Our mission with that is to create cultural events, mainly using my work, that will be a catalyst for energy to end violence. And we want to bring existing groups together, to unify them, so that they’re more focused in their purpose. We have three paid consultants, who do the producing; besides that, everything is volunteer. And for V-Day 2001, we have booked Madison Square Garden for a huge event. So far Glenn Close has agreed, Jane Fonda, Alanis is going to do it, Melissa Etheridge, Joan Osborne. All the women who have ever performed “The Vagina Monologues” have been invited to come back as the Vulva Choir. Audra McDonald is singing. It’s going to be truly fabulous — that will be the evening. During the day, we’re going to have an international symposium on all the groups in the world that work to stop violence toward women. And there’ll be chats and videos and talk backs, so women can come all day long.
You’re also working on some newer things. There’s “Necessary Targets,” a new play.
I wrote it during the Bosnian war. It’s about Bosnians, the Bosnian refugees, but it’s actually about two Americans who go to Bosnia, as so-called help, and in the process are radically transformed. It’s had all these amazing, kind of star-studded readings, where we’ve raised a lot of money for Bosnian refugees. Meryl Streep did a reading on Broadway, and Glenn Close did a reading at the National Theater in Sarajevo, with a group of Bosnian actors, for 400 Bosnian refugees. So it’s had this remarkable life. And now, finally, I’m one step away from it coming to New York. You know, things always take longer than you think they will. I really thought this play would be done about three years ago, but now is the right moment for it. I trust on some fundamental level that things find their way into the world at the right time and place, and you can’t force them. If “Vagina Monologues” had happened a day earlier, it wouldn’t have had the life it’s had.

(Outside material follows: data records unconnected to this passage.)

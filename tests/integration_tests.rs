use async_trait::async_trait;
use chrono::{DateTime, SecondsFormat, TimeDelta, Utc};
use line_check::clock::{Clock, ManualClock};
use line_check::config::FirestoreConfig;
use line_check::exchange::{ExchangeBoard, FirestorePostStore, NewPost, PostKind};
use line_check::fetch::HttpClient;
use line_check::infra::firestore::FirestoreClient;
use line_check::linecheck::{BusyLevel, LineCheckAggregator, LineSnapshot, ReportIngestion, percent_long};
use line_check::report::{LineStats, Location};
use line_check::store::{FirestoreStore, MemoryStore, ReportStore};
use serde_json::{Value, json};
use std::sync::{Arc, Mutex};

/// Stand-in for the Firestore REST API: applies `commit` writes with the
/// server-time transform and answers `runQuery` with filter, descending order
/// and limit, all in memory.
struct FakeFirestore {
    clock: Arc<ManualClock>,
    docs: Mutex<Vec<(String, Value)>>,
    fail: bool,
}

impl FakeFirestore {
    fn new(clock: Arc<ManualClock>) -> Self {
        Self {
            clock,
            docs: Mutex::new(Vec::new()),
            fail: false,
        }
    }

    fn unavailable(clock: Arc<ManualClock>) -> Self {
        Self {
            fail: true,
            ..Self::new(clock)
        }
    }

    fn commit(&self, body: &Value) -> Value {
        let now = self.clock.now().to_rfc3339_opts(SecondsFormat::Micros, true);
        let mut docs = self.docs.lock().unwrap();
        for write in body["writes"].as_array().unwrap() {
            let name = write["update"]["name"].as_str().unwrap().to_string();
            let mut fields = write["update"]["fields"].clone();
            for transform in write["updateTransforms"].as_array().unwrap() {
                assert_eq!(transform["setToServerValue"], "REQUEST_TIME");
                let path = transform["fieldPath"].as_str().unwrap();
                fields[path] = json!({ "timestampValue": now });
            }
            docs.push((name, fields));
        }
        json!({ "commitTime": now })
    }

    fn run_query(&self, body: &Value) -> Value {
        let query = &body["structuredQuery"];
        let collection = query["from"][0]["collectionId"].as_str().unwrap();
        let limit = query["limit"].as_u64().unwrap() as usize;
        let order_field = query["orderBy"][0]["field"]["fieldPath"].as_str().unwrap();
        assert_eq!(query["orderBy"][0]["direction"], "DESCENDING");

        let timestamp = |fields: &Value| -> DateTime<Utc> {
            fields[order_field]["timestampValue"]
                .as_str()
                .and_then(|t| DateTime::parse_from_rfc3339(t).ok())
                .map(|t| t.with_timezone(&Utc))
                .unwrap_or(DateTime::<Utc>::UNIX_EPOCH)
        };

        let docs = self.docs.lock().unwrap();
        let mut matching: Vec<&(String, Value)> = docs
            .iter()
            .filter(|(name, _)| name.contains(&format!("/documents/{collection}/")))
            .filter(|(_, fields)| match query.get("where") {
                None => true,
                Some(filter) => {
                    let field = filter["fieldFilter"]["field"]["fieldPath"].as_str().unwrap();
                    fields[field] == filter["fieldFilter"]["value"]
                }
            })
            .collect();
        matching.sort_by(|a, b| timestamp(&b.1).cmp(&timestamp(&a.1)));

        let rows: Vec<Value> = matching
            .into_iter()
            .take(limit)
            .map(|(name, fields)| json!({ "document": { "name": name, "fields": fields } }))
            .collect();
        if rows.is_empty() {
            json!([{ "readTime": "2025-01-01T00:00:00Z" }])
        } else {
            Value::Array(rows)
        }
    }
}

#[async_trait]
impl HttpClient for FakeFirestore {
    async fn execute(&self, req: reqwest::Request) -> reqwest::Result<reqwest::Response> {
        if self.fail {
            let resp = http::Response::builder()
                .status(503)
                .body("backend unavailable")
                .unwrap();
            return Ok(resp.into());
        }

        let body: Value = serde_json::from_slice(req.body().unwrap().as_bytes().unwrap()).unwrap();
        let path = req.url().path().to_string();
        let reply = if path.ends_with(":commit") {
            self.commit(&body)
        } else if path.ends_with(":runQuery") {
            self.run_query(&body)
        } else {
            panic!("unexpected request to {path}");
        };

        let resp = http::Response::builder()
            .status(200)
            .body(serde_json::to_vec(&reply).unwrap())
            .unwrap();
        Ok(resp.into())
    }
}

fn firestore_config() -> FirestoreConfig {
    FirestoreConfig {
        project_id: "campus-pulse".to_string(),
        base_url: "http://firestore.test/v1".to_string(),
        api_key: None,
        access_token: None,
    }
}

#[derive(Clone, Copy, Debug)]
enum Backend {
    Memory,
    Firestore,
}

const BACKENDS: [Backend; 2] = [Backend::Memory, Backend::Firestore];

/// Services wired to one backend, sharing a manual clock with it.
struct Harness {
    clock: Arc<ManualClock>,
    ingestion: ReportIngestion,
    aggregator: LineCheckAggregator,
}

fn harness(backend: Backend) -> Harness {
    let clock = Arc::new(ManualClock::new(Utc::now()));
    let store: Arc<dyn ReportStore> = match backend {
        Backend::Memory => Arc::new(MemoryStore::new(clock.clone())),
        Backend::Firestore => {
            let fake = FakeFirestore::new(clock.clone());
            Arc::new(FirestoreStore::new(Arc::new(FirestoreClient::new(fake, &firestore_config()))))
        }
    };
    Harness {
        ingestion: ReportIngestion::new(store.clone()),
        aggregator: LineCheckAggregator::new(store, clock.clone()),
        clock,
    }
}

#[tokio::test]
async fn test_only_reports_inside_window_count() {
    for backend in BACKENDS {
        let h = harness(backend);
        let now = h.clock.now();
        let loc = Location::WilliamsDining.name();

        // Written oldest first, each stamped by the store at the clock's time.
        for age in [60, 31, 29, 5] {
            h.clock.set(now - TimeDelta::minutes(age));
            assert!(h.ingestion.submit_report(loc, true).await, "{backend:?}");
        }
        h.clock.set(now);

        let stats = h.aggregator.get_stats(loc).await;
        assert_eq!(stats, LineStats { total: 2, long_count: 2 }, "{backend:?}");
    }
}

#[tokio::test]
async fn test_many_old_reports_do_not_count() {
    for backend in BACKENDS {
        let h = harness(backend);
        let now = h.clock.now();
        let loc = Location::ChickFilA.name();

        h.clock.set(now - TimeDelta::minutes(45));
        for _ in 0..25 {
            h.ingestion.submit_report(loc, true).await;
        }
        h.clock.set(now - TimeDelta::minutes(10));
        h.ingestion.submit_report(loc, false).await;
        h.clock.set(now);

        assert_eq!(
            h.aggregator.get_stats(loc).await,
            LineStats { total: 1, long_count: 0 },
            "{backend:?}"
        );
    }
}

#[tokio::test]
async fn test_three_of_ten_long_is_thirty_percent_low() {
    for backend in BACKENDS {
        let h = harness(backend);
        let loc = Location::ChickFilA.name();
        for i in 0..10 {
            h.ingestion.submit_report(loc, i < 3).await;
        }

        let stats = h.aggregator.get_stats(loc).await;
        assert_eq!(percent_long(&stats), 30, "{backend:?}");
        assert_eq!(BusyLevel::classify(&stats), Some(BusyLevel::Low), "{backend:?}");
    }
}

#[test]
fn test_classification_boundaries() {
    assert_eq!(BusyLevel::from_percent(71), BusyLevel::High);
    assert_eq!(BusyLevel::from_percent(70), BusyLevel::Medium);
    assert_eq!(BusyLevel::from_percent(30), BusyLevel::Low);
}

#[tokio::test]
async fn test_no_reports_is_no_data() {
    for backend in BACKENDS {
        let h = harness(backend);
        let stats = h.aggregator.get_stats(Location::ChickFilA.name()).await;
        assert_eq!(stats, LineStats { total: 0, long_count: 0 }, "{backend:?}");

        let snapshot = LineSnapshot::new(Location::ChickFilA.name(), stats, h.clock.now());
        assert_eq!(snapshot.busy, None);
        assert_eq!(snapshot.summary(), "No reports in the last 30 min");
    }
}

#[tokio::test]
async fn test_submitted_report_is_visible() {
    for backend in BACKENDS {
        let h = harness(backend);
        let loc = Location::WilliamsDining.name();

        let before = h.aggregator.get_stats(loc).await;
        assert!(h.ingestion.submit_report(loc, true).await, "{backend:?}");
        let after = h.aggregator.get_stats(loc).await;

        assert_eq!(after.total, before.total + 1, "{backend:?}");
        assert_eq!(after.long_count, before.long_count + 1, "{backend:?}");
    }
}

#[tokio::test]
async fn test_chick_fil_a_scenario() {
    for backend in BACKENDS {
        let h = harness(backend);
        let loc = "Chick-fil-A";
        for i in 0..10 {
            assert!(h.ingestion.submit_report(loc, i % 5 < 2).await, "{backend:?}");
        }

        let stats = h.aggregator.get_stats(loc).await;
        assert_eq!(stats, LineStats { total: 10, long_count: 4 }, "{backend:?}");
        assert_eq!(percent_long(&stats), 40);
        assert_eq!(BusyLevel::classify(&stats), Some(BusyLevel::Medium));
        assert_eq!(
            LineSnapshot::new(loc, stats, h.clock.now()).summary(),
            "40% say line is long (4/10)"
        );
    }
}

#[tokio::test]
async fn test_unavailable_backend_degrades() {
    let clock = Arc::new(ManualClock::new(Utc::now()));
    let fake = FakeFirestore::unavailable(clock.clone());
    let store: Arc<dyn ReportStore> =
        Arc::new(FirestoreStore::new(Arc::new(FirestoreClient::new(fake, &firestore_config()))));

    let ingestion = ReportIngestion::new(store.clone());
    let aggregator = LineCheckAggregator::new(store, clock);

    assert!(!ingestion.submit_report("Chick-fil-A", true).await);
    assert_eq!(aggregator.get_stats("Chick-fil-A").await, LineStats::default());
}

#[tokio::test]
async fn test_firestore_query_is_capped() {
    let h = harness(Backend::Firestore);
    let loc = Location::ChickFilA.name();
    for _ in 0..210 {
        h.ingestion.submit_report(loc, false).await;
    }
    assert_eq!(h.aggregator.get_stats(loc).await.total, 200);
}

#[tokio::test]
async fn test_exchange_board_on_firestore() {
    let clock = Arc::new(ManualClock::new(Utc::now()));
    let client = Arc::new(FirestoreClient::new(FakeFirestore::new(clock.clone()), &firestore_config()));
    let board = ExchangeBoard::new(Arc::new(FirestorePostStore::new(client)));

    for (title, kind) in [("Desk lamp", PostKind::Sale), ("COMP 280 group", PostKind::StudyGroup)] {
        let post = NewPost {
            title: format!(" {title} "),
            kind,
            ..Default::default()
        };
        assert!(board.add_post(&post).await);
        clock.advance(TimeDelta::seconds(30));
    }

    let posts = board.recent_posts(10).await;
    assert_eq!(posts.len(), 2);
    assert_eq!(posts[0].title, "COMP 280 group");
    assert_eq!(posts[0].kind, PostKind::StudyGroup);
    assert_eq!(posts[1].title, "Desk lamp");
    assert!(posts[0].timestamp > posts[1].timestamp);
}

So the play is very dear to my heart. And then “Points of Reentry” is the new project that I’m starting, going around the world for four months. I’m interviewing women all around the world about their bodies — how they mutilate, change, transform, hide their bodies in order to fit in with their particular culture.
Where will you be going?
Everywhere. I’m going to Rio, to L.A., to Moscow, to Afghanistan and Turkey, to Paris, to the Bahamas, to Nigeria, to South Africa, to India, to Thailand and to Tokyo! And then we’ll spend a lot of time next year in the States.
And how did the Bosnian cause in particular end up striking you, being so dear to you?
It started with a photograph I saw on the cover of Newsday of six young girls who had just been returned from a rape camp in Bosnia. I couldn’t believe there were rape camps in the middle of Europe in 1993. It’s one of those things: You go, “What?!” So I just knew I had to go there, had to go and see what it was. There are certain events in history you have no protection from. They just come into you, and you have to do something about it or you’ll go insane.
The beautiful thing is, at that point in your career, you were able to do what you wanted to do.
Of course it meant not doing a lot of other things that were commercial — whatever. But, so what, you know? You make the decisions you make. It was an amazing opportunity, going there and being there, and staying for months in refugee camps with Bosnian refugees. It was very profound.
What are some things you’re looking forward to, personally or otherwise?
Well, I’m looking forward to going around the world. I’m looking forward to spending more time with my granddaughter [the child of Dylan McDermott, Ensler's son through adoption]. I love that girl, love her, she’s an angel. I’m looking forward to the HBO thing. I’m really looking forward to V-Day. And I’m looking forward mainly to the day when women aren’t being raped or beaten. That’s it. Then we can all relax a little.